Spartanburg Medical Center recognized locally, nationally for promoting organ, eye, and tissue donation
Spartanburg Medical Center was among three South Carolina hospitals recognized for promoting organ, eye and tissue donation through the Excellence In Donation (EID) Public Outreach Program at the South Carolina Hospital Association/South Carolina Medical Association’s 36th Annual TAP Conference.
The EID Public Outreach Program launched in September 2015 as an effort to save more lives by renewing and building on the relationships between hospitals in the state, the South Carolina Hospital Association, LifePoint and Donate Life South Carolina to support organ, eye and tissue donation.

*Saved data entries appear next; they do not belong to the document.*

//! Terminal and JSON rendering of reports.

use anyhow::Result;
use humansize::{format_size, BINARY};

use crate::engine::{AppliedAction, Report};

/// Exit status used when a run was cancelled by the user.
pub const EXIT_CANCELLED: i32 = 130;

/// Print `report` and exit with [`EXIT_CANCELLED`] if the run was cancelled.
pub fn finish(report: &Report, json: bool) -> Result<()> {
    if json {
        println!("{}", serde_json::to_string_pretty(report)?);
    } else if report.operation.is_mutating() {
        print_clean(report);
    } else {
        print_scan(report);
    }

    if report.cancelled {
        eprintln!("Cancelled after {} item(s).", report.processed);
        std::process::exit(EXIT_CANCELLED);
    }
    Ok(())
}

fn print_scan(report: &Report) {
    println!("\n  {:<40} {:>10} {:>12}", "RULE", "MATCHES", "SIZE");
    println!("  {}", "─".repeat(64));
    for summary in &report.rules {
        println!(
            "  {:<40} {:>10} {:>12}",
            truncate(&summary.rule, 40),
            summary.matched,
            format_size(summary.matched_bytes, BINARY),
        );
    }
    print_warnings(report);

    println!(
        "\nTotal: {} in {} match{}",
        format_size(report.total_matched_bytes(), BINARY),
        report.total_matched(),
        if report.total_matched() == 1 { "" } else { "es" }
    );
}

fn print_clean(report: &Report) {
    let dry_run = report.dry_run;
    if dry_run {
        println!("\n[DRY RUN] Nothing was changed.");
    }

    println!(
        "\n  {:<40} {:>8} {:>12} {:>8} {:>8}",
        "RULE", "DONE", "SIZE", "SKIPPED", "EMPTY"
    );
    println!("  {}", "─".repeat(80));
    for summary in &report.rules {
        let (count, bytes) = if dry_run {
            (summary.simulated, summary.simulated_bytes)
        } else {
            (summary.disposed, summary.disposed_bytes)
        };
        println!(
            "  {:<40} {:>8} {:>12} {:>8} {:>8}",
            truncate(&summary.rule, 40),
            count,
            format_size(bytes, BINARY),
            summary.skipped_cap + summary.skipped_error,
            summary.empty_dirs_removed,
        );
    }

    for outcome in &report.outcomes {
        if outcome.applied_action == AppliedAction::SkippedError {
            eprintln!(
                "  Error: {}: {}",
                outcome.matched.path.display(),
                outcome.error.as_deref().unwrap_or("unknown error")
            );
        } else if let Some(note) = &outcome.note {
            println!("  Note: {}: {}", outcome.matched.path.display(), note);
        }
    }
    if report.outcomes_dropped > 0 {
        println!("  ({} more outcome(s) not listed)", report.outcomes_dropped);
    }

    for external in &report.external {
        if external.success {
            println!("  Ran '{}'", external.command);
        } else {
            eprintln!(
                "  '{}' failed: {}",
                external.command,
                external.detail.as_deref().unwrap_or("unknown error")
            );
        }
    }
    print_warnings(report);

    println!("\nResults:");
    if dry_run {
        println!(
            "  Would free: {} in {} item(s)",
            format_size(report.total_simulated_bytes(), BINARY),
            report.total_simulated()
        );
    } else {
        println!(
            "  Freed:   {} in {} item(s)",
            format_size(report.total_disposed_bytes(), BINARY),
            report.total_disposed()
        );
    }
    if report.total_skipped() > 0 {
        println!("  Skipped: {} item(s)", report.total_skipped());
    }
}

fn print_warnings(report: &Report) {
    for warning in &report.warnings {
        eprintln!("  Warning: {}: {}", warning.rule, warning.message);
    }
}

fn truncate(s: &str, width: usize) -> String {
    if s.chars().count() <= width {
        s.to_string()
    } else {
        let tail: String = s
            .chars()
            .rev()
            .take(width - 3)
            .collect::<Vec<_>>()
            .into_iter()
            .rev()
            .collect();
        format!("...{}", tail)
    }
}
#[cfg(test)]
mod tests {
    use super::*;
    use std::fs::File;
    use std::thread;
    use std::time::Duration;
    use tempfile::TempDir;

    const DAY: u64 = 24 * 60 * 60;

    fn write_aged(path: &Path, content: &str, days: u64) {
        fs::write(path, content).unwrap();
        set_age(path, days);
    }

    fn set_age(path: &Path, days: u64) {
        let when = SystemTime::now() - Duration::from_secs(days * DAY + 60);
        File::options()
            .write(!path.is_dir())
            .read(path.is_dir())
            .open(path)
            .unwrap()
            .set_modified(when)
            .unwrap();
    }

    fn relative_matches(report: &Report) -> Vec<String> {
        report
            .matches
            .iter()
            .map(|m| m.relative_path.to_string_lossy().into_owned())
            .collect()
    }

    #[test]
    fn test_age_filter_excludes_new_files() {
        let tmp = TempDir::new().unwrap();
        write_aged(&tmp.path().join("old.log"), "old", 3);
        write_aged(&tmp.path().join("new.log"), "new", 0);

        let rules = vec![Rule::new("tmp", tmp.path()).with_min_age_days(1)];
        let report = ScanEngine::new().scan(&rules, &GlobalConfig::default(), &RunState::new());

        assert_eq!(relative_matches(&report), vec!["old.log"]);
        assert_eq!(report.matches[0].age_days, 3);
        assert_eq!(report.matches[0].size_bytes, 3);
    }

    #[test]
    fn test_lexical_depth_first_order() {
        let tmp = TempDir::new().unwrap();
        let root = tmp.path();
        fs::create_dir_all(root.join("b/inner")).unwrap();
        fs::create_dir_all(root.join("a")).unwrap();
        fs::write(root.join("c.tmp"), "").unwrap();
        fs::write(root.join("b/inner/z.tmp"), "").unwrap();
        fs::write(root.join("b/a.tmp"), "").unwrap();
        fs::write(root.join("a/m.tmp"), "").unwrap();

        let rules = vec![Rule::new("r", root).with_patterns(["**/*.tmp"])];
        let report = ScanEngine::new().scan(&rules, &GlobalConfig::default(), &RunState::new());

        assert_eq!(
            relative_matches(&report),
            vec!["a/m.tmp", "b/a.tmp", "b/inner/z.tmp", "c.tmp"]
        );
    }

    #[test]
    fn test_missing_root_is_a_warning() {
        let tmp = TempDir::new().unwrap();
        fs::write(tmp.path().join("x.log"), "").unwrap();
        let rules = vec![
            Rule::new("ghost", tmp.path().join("does-not-exist")),
            Rule::new("real", tmp.path()),
        ];

        let report = ScanEngine::new().scan(&rules, &GlobalConfig::default(), &RunState::new());

        assert_eq!(report.warnings.len(), 1);
        assert_eq!(report.warnings[0].rule, "ghost");
        assert_eq!(report.rule("real").unwrap().matched, 1);
        assert!(!report.cancelled);
    }

    #[test]
    fn test_disabled_rules_are_ignored() {
        let tmp = TempDir::new().unwrap();
        fs::write(tmp.path().join("x.log"), "").unwrap();
        let rules = vec![Rule::new("off", tmp.path()).with_enabled(false)];

        let report = ScanEngine::new().scan(&rules, &GlobalConfig::default(), &RunState::new());

        assert!(report.matches.is_empty());
        assert!(report.rule("off").is_none());
    }

    #[test]
    fn test_matched_directory_is_one_unit() {
        let tmp = TempDir::new().unwrap();
        let cache = tmp.path().join("cache");
        fs::create_dir(&cache).unwrap();
        write_aged(&cache.join("a.bin"), "aaaa", 5);
        write_aged(&cache.join("b.bin"), "bb", 5);
        set_age(&cache, 5);

        let rules = vec![Rule::new("r", tmp.path()).with_min_age_days(2)];
        let report = ScanEngine::new().scan(&rules, &GlobalConfig::default(), &RunState::new());

        assert_eq!(relative_matches(&report), vec!["cache"]);
        assert!(report.matches[0].is_dir);
        assert_eq!(report.matches[0].size_bytes, 6);
    }

    #[test]
    fn test_directory_with_recent_content_is_descended() {
        let tmp = TempDir::new().unwrap();
        let cache = tmp.path().join("cache");
        fs::create_dir(&cache).unwrap();
        write_aged(&cache.join("old.bin"), "x", 5);
        write_aged(&cache.join("new.bin"), "x", 0);
        set_age(&cache, 5);

        let rules = vec![Rule::new("r", tmp.path())
            .with_patterns(["*", "**/*"])
            .with_min_age_days(2)];
        let report = ScanEngine::new().scan(&rules, &GlobalConfig::default(), &RunState::new());

        assert_eq!(relative_matches(&report), vec!["cache/old.bin"]);
    }

    #[test]
    fn test_symlinks_skipped_by_default() {
        let tmp = TempDir::new().unwrap();
        let outside = TempDir::new().unwrap();
        fs::write(outside.path().join("precious.txt"), "keep").unwrap();
        std::os::unix::fs::symlink(outside.path(), tmp.path().join("link")).unwrap();

        let rules = vec![Rule::new("r", tmp.path()).with_patterns(["**/*"])];
        let report = ScanEngine::new().scan(&rules, &GlobalConfig::default(), &RunState::new());

        assert!(report.matches.is_empty());
    }

    #[test]
    fn test_excluded_subtree_is_not_scanned() {
        let tmp = TempDir::new().unwrap();
        let quarantine = tmp.path().join("quarantine");
        fs::create_dir_all(quarantine.join("r")).unwrap();
        fs::write(quarantine.join("r/held.log"), "").unwrap();
        fs::write(tmp.path().join("loose.log"), "").unwrap();

        let rules = vec![Rule::new("r", tmp.path()).with_patterns(["**/*.log"])];
        let report = ScanEngine::excluding(&quarantine).scan(
            &rules,
            &GlobalConfig::default(),
            &RunState::new(),
        );

        assert_eq!(relative_matches(&report), vec!["loose.log"]);
    }

    #[test]
    fn test_scan_is_side_effect_free() {
        let tmp = TempDir::new().unwrap();
        write_aged(&tmp.path().join("a.log"), "a", 9);
        let rules = vec![Rule::new("r", tmp.path())];
        let config = GlobalConfig {
            dry_run: false,
            ..Default::default()
        };

        let report = ScanEngine::new().scan(&rules, &config, &RunState::new());

        assert_eq!(report.matches.len(), 1);
        assert!(tmp.path().join("a.log").exists());
    }

    #[test]
    fn test_scan_reports_processed_entries() {
        let tmp = TempDir::new().unwrap();
        fs::create_dir(tmp.path().join("sub")).unwrap();
        fs::write(tmp.path().join("a.log"), "").unwrap();
        fs::write(tmp.path().join("b.txt"), "").unwrap();
        fs::write(tmp.path().join("sub/c.log"), "").unwrap();

        let rules = vec![Rule::new("r", tmp.path()).with_patterns(["**/*.log"])];
        let report = ScanEngine::new().scan(&rules, &GlobalConfig::default(), &RunState::new());

        assert_eq!(report.matches.len(), 2);
        assert_eq!(report.processed, 4);
        assert!(!report.cancelled);
    }

    #[test]
    fn test_cancelled_scan_keeps_processed_count() {
        let tmp = TempDir::new().unwrap();
        for i in 0..200 {
            fs::write(tmp.path().join(format!("{:03}.log", i)), "").unwrap();
        }
        let rules = vec![Rule::new("r", tmp.path())];
        let run = RunState::new();
        let events = run.subscribe();
        run.begin(Operation::Scan).unwrap();

        let report = thread::scope(|s| {
            let scan = s.spawn(|| ScanEngine::new().scan(&rules, &GlobalConfig::default(), &run));
            loop {
                let event = events.recv_timeout(Duration::from_secs(10)).unwrap();
                if matches!(event, ProgressEvent::ItemProcessed { .. }) {
                    break;
                }
            }
            run.cancel();
            scan.join().unwrap()
        });

        assert!(report.processed >= 1);
        assert!(report.processed <= 200);
        assert_eq!(report.processed, run.snapshot().processed);
    }

    #[test]
    fn test_cancel_before_scan_stops_immediately() {
        let tmp = TempDir::new().unwrap();
        fs::write(tmp.path().join("a.log"), "").unwrap();
        let run = RunState::new();
        run.begin(Operation::Scan).unwrap();
        run.cancel();

        let report = ScanEngine::new().scan(
            &[Rule::new("r", tmp.path())],
            &GlobalConfig::default(),
            &run,
        );

        assert!(report.cancelled);
        assert_eq!(report.processed, 0);
        assert!(report.matches.is_empty());
    }

    #[test]
    fn test_follow_symlinks_traverses_linked_directory() {
        let tmp = TempDir::new().unwrap();
        let outside = TempDir::new().unwrap();
        fs::create_dir(outside.path().join("deep")).unwrap();
        fs::write(outside.path().join("deep/inner.log"), "12345").unwrap();
        std::os::unix::fs::symlink(outside.path(), tmp.path().join("linked")).unwrap();

        let rules = vec![Rule::new("r", tmp.path()).with_patterns(["**/*.log"])];
        let config = GlobalConfig {
            follow_symlinks: true,
            ..Default::default()
        };
        let report = ScanEngine::new().scan(&rules, &config, &RunState::new());

        assert_eq!(relative_matches(&report), vec!["linked/deep/inner.log"]);
        assert_eq!(report.matches[0].size_bytes, 5);
    }

    #[test]
    fn test_nested_matching_directories_share_stats() {
        let tmp = TempDir::new().unwrap();
        let root = tmp.path();
        fs::create_dir_all(root.join("a/b/c")).unwrap();
        write_aged(&root.join("a/b/c/old.bin"), "xyz", 5);
        write_aged(&root.join("a/b/old.bin"), "xy", 5);
        write_aged(&root.join("a/new.bin"), "x", 0);
        set_age(&root.join("a/b/c"), 5);
        set_age(&root.join("a/b"), 5);
        set_age(&root.join("a"), 5);

        let rules = vec![Rule::new("r", root)
            .with_patterns(["*", "**/*"])
            .with_min_age_days(2)];
        let report = ScanEngine::new().scan(&rules, &GlobalConfig::default(), &RunState::new());

        // `a` holds a new file, so the scan descends and takes `a/b` whole
        assert_eq!(relative_matches(&report), vec!["a/b"]);
        assert!(report.matches[0].is_dir);
        assert_eq!(report.matches[0].size_bytes, 5);
    }
}
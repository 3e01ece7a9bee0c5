//! Rule matching, scanning and disposition.
//!
//! This module provides:
//! - Pattern and age predicates for rules
//! - A side-effect-free scanner
//! - The clean pipeline with quarantine, recycle and delete dispositions
//! - Package-manager cache purges

mod clean;
mod executor;
pub mod matcher;
mod operation;
mod purge;
mod report;
mod scan;
pub mod trash;

pub use clean::CleanEngine;
pub use executor::{ActionExecutor, DispositionCounters};
pub use matcher::{Candidate, RuleMatcher};
pub use operation::Operation;
pub use purge::{CommandRunner, PackageCache, SystemCommandRunner};
pub use report::{
    AppliedAction, ExternalCommand, MatchResult, Outcome, Report, RuleSummary, RuleWarning,
};
pub use scan::ScanEngine;
pub use trash::{FreedesktopTrash, NoTrash, Trash, TrashError};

In addition, Spartanburg Medical Center was among a select group of hospitals nationwide recognized for promoting enrollment in state organ donor registries in a national campaign sponsored by the U.S. Department of Health and Human Services’ Health Resources and Services Administration (HRSA). The campaign has added 400,000 donor enrollments to state registries nationwide since 2011. Spartanburg Medical Center conducted awareness and registry campaigns to educate staff, patients, visitors and community members about the critical need for organ, eye and tissue donors.
The hospital earned points for each activity implemented between May 2015 and April 2016 and was awarded GOLD, which is the second highest, recognition through the HRSA Workplace Partnership for Life Hospital Campaign. Of the 995 hospitals and transplant centers participating in the campaign, 147 were awarded GOLD recognition. Spartanburg Medical Center was the only South Carolina hospital to receive this national recognition.
“The program unites donation advocates at hospitals with representatives from LifePoint,” said Nancy A. Kay, LifePoint president and CEO. “By working together, we can be more effective in educating about the critical need for organ, eye and tissue donors.”
In the United States there are more than 120,000 people currently awaiting a life-saving organ transplant; approximately 1,000 of those are in the South Carolina. Every 10 minutes another person is added to the waiting list in the United States, and an average of 22 people die in the United States each day because an organ wasn’t available for transplant.
More than 45,000 corneas are transplanted annually in the United States. Over 95 percent of all corneal transplant operations successfully restore the recipient’s vision. More than 1 million tissue transplants are performed each year and the surgical need for tissue continues to rise.